● Records supplied:

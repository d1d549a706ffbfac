//! Feed digest - posts model-written summaries of new feed entries to Slack.
//!
//! Each invocation polls one syndication feed, keeps the entries updated
//! within a rolling look-back window, asks the `OpenAI` chat completions API
//! for a three-line Japanese summary of each and posts it to a Slack incoming
//! webhook.
//!
//! # Architecture
//!
//! - `feed` fetches the feed with reqwest, parses it with feed-rs and applies
//!   the time window
//! - `ai` builds the fixed prompt and calls the summarization service
//! - `slack` formats the Block Kit message and posts it to the webhook
//! - `worker` runs the pass entry by entry and hosts the Lambda handler
//! - `core` holds the data model and the configuration sources (environment
//!   or SSM parameter store)
//!
//! # Example
//!
//! ```no_run
//! use feed_digest::core::source::EnvConfigSource;
//!
//! #[tokio::main]
//! async fn main() -> Result<(), Box<dyn std::error::Error>> {
//!     feed_digest::setup_logging();
//!
//!     let report = feed_digest::worker::handler::run_with_source(&EnvConfigSource).await?;
//!     println!("{} delivered, {} failed", report.delivered(), report.failed());
//!     Ok(())
//! }
//! ```

// Module declarations
pub mod ai;
pub mod core;
pub mod errors;
pub mod feed;
pub mod slack;
pub mod worker;

pub use errors::FeedDigestError;

/// Configure structured logging with JSON format for AWS Lambda environments.
///
/// This function sets up tracing-subscriber with a JSON formatter suitable for
/// `CloudWatch` Logs integration. Calling it again after a subscriber has been
/// installed is a no-op.
///
/// # Example
///
/// ```
/// feed_digest::setup_logging();
/// ```
pub fn setup_logging() {
    use tracing_subscriber::prelude::*;
    let fmt_layer = tracing_subscriber::fmt::layer().json().with_target(true);

    let _ = tracing_subscriber::registry().with(fmt_layer).try_init();
}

● Try it: Reproduce the whole listing so that each line matches the original exactly.

● Reply to the task:
repository d1d549a706ffbfac
//! Feed digest - posts model-written summaries of new feed entries to Slack.
//!
//! Each invocation polls one syndication feed, keeps the entries updated
//! within a rolling look-back window, asks the `OpenAI` chat completions API
//! for a three-line Japanese summary of each and posts it to a Slack incoming
//! webhook.
//!
//! # Architecture
//!
//! - `feed` fetches the feed with reqwest, parses it with feed-rs and applies
//!   the time window
//! - `ai` builds the fixed prompt and calls the summarization service
//! - `slack` formats the Block Kit message and posts it to the webhook
//! - `worker` runs the pass entry by entry and hosts the Lambda handler
//! - `core` holds the data model and the configuration sources (environment
//!   or SSM parameter store)
//!
//! # Example
//!
//! ```no_run
//! use feed_digest::core::source::EnvConfigSource;
//!
//! #[tokio::main]
//! async fn main() -> Result<(), Box<dyn std::error::Error>> {
//!     feed_digest::setup_logging();
//!
//!     let report = feed_digest::worker::handler::run_with_source(&EnvConfigSource).await?;
//!     println!("{} delivered, {} failed", report.delivered(), report.failed());
//!     Ok(())
//! }
//! ```

// Module declarations
pub mod ai;
pub mod core;
pub mod errors;
pub mod feed;
pub mod slack;
pub mod worker;

pub use errors::FeedDigestError;

/// Configure structured logging with JSON format for AWS Lambda environments.
///
/// This function sets up tracing-subscriber with a JSON formatter suitable for
/// `CloudWatch` Logs integration. Calling it again after a subscriber has been
/// installed is a no-op.
///
/// # Example
///
/// ```
/// feed_digest::setup_logging();
/// ```
pub fn setup_logging() {
    use tracing_subscriber::prelude::*;
    let fmt_layer = tracing_subscriber::fmt::layer().json().with_target(true);

    let _ = tracing_subscriber::registry().with(fmt_layer).try_init();
}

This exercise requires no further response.